At 9 PM on April 24, 1927, LAPD officers Maceo Bruce Sheffield and Frank Randolph burst into the home of Clara Harris—Faulkner’s sister—to conduct a liquor raid. Harris’ house sat on the same lot as her parents and brother, who resided in a separate unit just feet behind her. Awoken by the screams emanating from Harris’ house, Faulkner sprinted towards the noise, crawled through the window into his sister’s bedroom, and creaked open the door to see the commotion. Within seconds Sheffield shot Faulkner, who instantly collapsed and bled to death on the floor. Both officers claimed that Faulkner shot first, forcing Randolph to retaliate in self-defense; however, every witness disputed this story, insisting that the officer fired unprovoked.

Tragically, there was nothing unique about Faulkner’s homicide; “for years, the police generally, and Randolph and Sheffield in particular, had ‘ruthless[ly] meander[ed]…the [city’s] Black belt beating up and even killing defenseless citizens.’”[2] Over time, Black residents grew increasingly frustrated by the cruel and aggressive treatment the police doled out in their neighborhoods, and this murder of a propertied Black man served as a tipping point for them. They began to demand an end to raids and police violence under the guise of maintaining public order. The LAPD ignored these calls for change, and police brutality continued as did the swelling of L.A. prisons with Black inmates. This trend largely persists today, with police murdering Black people at three times the rate of Whites, and these killings going unaccounted for, with 98.3 percent of officers not being charged with a crime.[3]

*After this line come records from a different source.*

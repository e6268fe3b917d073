//! Cooperative cancellation.

use std::sync::atomic::{AtomicBool, Ordering};
use std::sync::Arc;

/// Shared cancellation flag.
///
/// Clones observe the same flag. The sorter polls it after each ingested sample and before the merge
/// pass starts; a sort or a merge already in progress always runs to completion.
#[derive(Debug, Clone, Default)]
pub struct CancellationToken {
    cancelled: Arc<AtomicBool>,
}

impl CancellationToken {
    pub fn new() -> Self {
        CancellationToken::default()
    }

    /// Requests cancellation. Can be called from any thread.
    pub fn cancel(&self) {
        self.cancelled.store(true, Ordering::SeqCst);
    }

    pub fn is_cancelled(&self) -> bool {
        self.cancelled.load(Ordering::SeqCst)
    }
}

Black Americans who migrated from the rural South to the West during the Great Migration did not expect such violence to transpire in L.A. Indeed, they had opted for the West Coast because they believed it afforded them more land, freedom, and opportunities. For the first few years, Blacks comprised less than one percent of the total California population, meaning they posed little threat to Anglo-American settlers who were fixated on expunging “Natives, ‘tramps,’ and Chinese immigrants” from their community.[4] Because White rage was momentarily focused elsewhere, influential Black writers hailed L.A. as a “racial paradise” for Black Americans.[5] Even W.E.B Du Bois wrote that Black Americans in California “[were] without a doubt the most beautifully housed group of colored people in the United States” in his August 1913 edition of The Crisis.[6] Not long after these observations, however, did the Black population in L.A. expand, stirring White suspicion and concern.

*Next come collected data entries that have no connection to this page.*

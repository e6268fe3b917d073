//! K-way merger.

use std::io;
use std::io::prelude::*;

use log;

use crate::source::DataSource;
use crate::Sample;

/// Merge pass statistics.
#[derive(Debug, Clone, Copy, Default, PartialEq, Eq)]
pub struct MergeSummary {
    /// Number of merged runs, failed ones included.
    pub runs: usize,
    /// Number of runs that failed to open or to read and were cut short.
    pub failed_runs: usize,
    /// Number of emitted samples.
    pub emitted: usize,
}

/// Linear scan K-way merger.
/// Merges multiple sorted sources into a single sorted output keeping a single lookahead sample per source.
/// Each emission scans all lookahead slots, so time complexity is *m* \* *k* where *m* is the number of
/// samples and *k* is the number of sources. For a large *k* a binary heap would bring it down to
/// *m* \* log(*k*).
///
/// A source that fails while being read is treated as exhausted: the failure is logged, the samples
/// read from it so far are kept and merging goes on with the remaining sources.
pub struct KWayMerger<S: DataSource> {
    sources: Vec<S>,
    // lookahead per source, `None` once the source is exhausted
    heads: Vec<Option<Sample>>,
    failed: usize,
    emitted: usize,
    initiated: bool,
}

impl<S: DataSource> KWayMerger<S> {
    /// Creates an instance of a merger using `sources` as inputs.
    /// Source samples should be sorted in ascending order otherwise the result is undefined.
    pub fn new<I>(sources: I) -> Self
    where
        I: IntoIterator<Item = S>,
    {
        let sources = Vec::from_iter(sources);
        let heads = vec![None; sources.len()];

        return KWayMerger {
            sources,
            heads,
            failed: 0,
            emitted: 0,
            initiated: false,
        };
    }

    /// Returns the smallest pending sample together with the index of the source it came from.
    /// Ties are resolved in favour of the lowest source index.
    pub fn next_entry(&mut self) -> Option<(usize, Sample)> {
        if !self.initiated {
            for idx in 0..self.sources.len() {
                self.advance(idx);
            }
            self.initiated = true;
        }

        let idx = self.select_min()?;
        let value = self.heads[idx].take()?;
        self.advance(idx);
        self.emitted += 1;

        return Some((idx, value));
    }

    /// Drains the merger into `output`, one sample per line.
    /// Returns the merge statistics. Only output write failures are reported as errors.
    pub fn merge_into<W: Write>(mut self, output: &mut W) -> io::Result<MergeSummary> {
        log::info!("merging {} runs", self.sources.len());

        while let Some((_, value)) = self.next_entry() {
            writeln!(output, "{}", value)?;
        }
        output.flush()?;

        let summary = self.summary();
        log::info!(
            "merge done: {} samples emitted, {} of {} runs failed",
            summary.emitted,
            summary.failed_runs,
            summary.runs
        );

        return Ok(summary);
    }

    pub fn summary(&self) -> MergeSummary {
        MergeSummary {
            runs: self.sources.len(),
            failed_runs: self.failed,
            emitted: self.emitted,
        }
    }

    fn select_min(&self) -> Option<usize> {
        let mut min: Option<(usize, Sample)> = None;
        for (idx, head) in self.heads.iter().enumerate() {
            if let Some(value) = *head {
                match min {
                    Some((_, min_value)) if min_value <= value => {}
                    _ => min = Some((idx, value)),
                }
            }
        }

        min.map(|(idx, _)| idx)
    }

    fn advance(&mut self, idx: usize) {
        let source = &mut self.sources[idx];
        if !source.has_more_data() {
            return;
        }

        match source.next_sample() {
            Ok(value) => self.heads[idx] = value,
            Err(err) => {
                log::warn!("run #{} is cut short: {}", idx, err);
                self.failed += 1;
            }
        }
    }
}

impl<S: DataSource> Iterator for KWayMerger<S> {
    type Item = Sample;

    /// Returns the next sample from the sources in ascending order.
    fn next(&mut self) -> Option<Self::Item> {
        self.next_entry().map(|(_, value)| value)
    }
}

While Black Americans were initially free to choose their place of residency, “by the early 1930s, 70 percent of all Black Angelenos resided in one assembly district” because of restrictive housing and discriminatory loaning policies.[7] Along with Klu Klux Klan activity and lynching episodes that scared Black residents into limiting the majority of their lives to Central Avenue, restrictive housing covenants acted as a more formal mechanism to ensure they could not escape those neighborhoods. When a restrictive covenant existed on a property deed, “the owner was legally prohibited from selling to members of the specific minority group or groups listed in the covenant.”[8] Substantial residential racial segregation ensued, and this effect was intensified by “redlining,” or the drawing of lines onto city maps marking the ideal areas for bank investment and the sale of mortgages. Lenders were discouraged from financing properties in “risky,” redlined areas, and banks often refused to grant loans to Black prospective buyers due to fear of lowering the economic desirability score of certain neighborhoods.[9] Therefore, while L.A. served as a more hospitable environment for Black Americans than other cities, it was still riddled with violence and various forms of residential segregation. Historian Josh Sides explained, “From their perspective, [racial] integration was a threat to the moral, aesthetic, and financial character of their neighborhoods.”[10] The motivation for such racist housing policies was summarized in a flyer typed by one White L.A. supremacist named A.J. Davis: “DRAW THE COLOR LINE BEFORE IT IS TOO LATE.”[11] The consequence of this caged settlement was that Central Avenue became the center of all Black life. Knowing that Black L.A. was so isolated and thus invisible to the rest of the city, the LAPD subjected its residents to mass policing, raids, and arrests, “much of which was corrupt, brutal, and linked to underground economies” because they could act with impunity.[12]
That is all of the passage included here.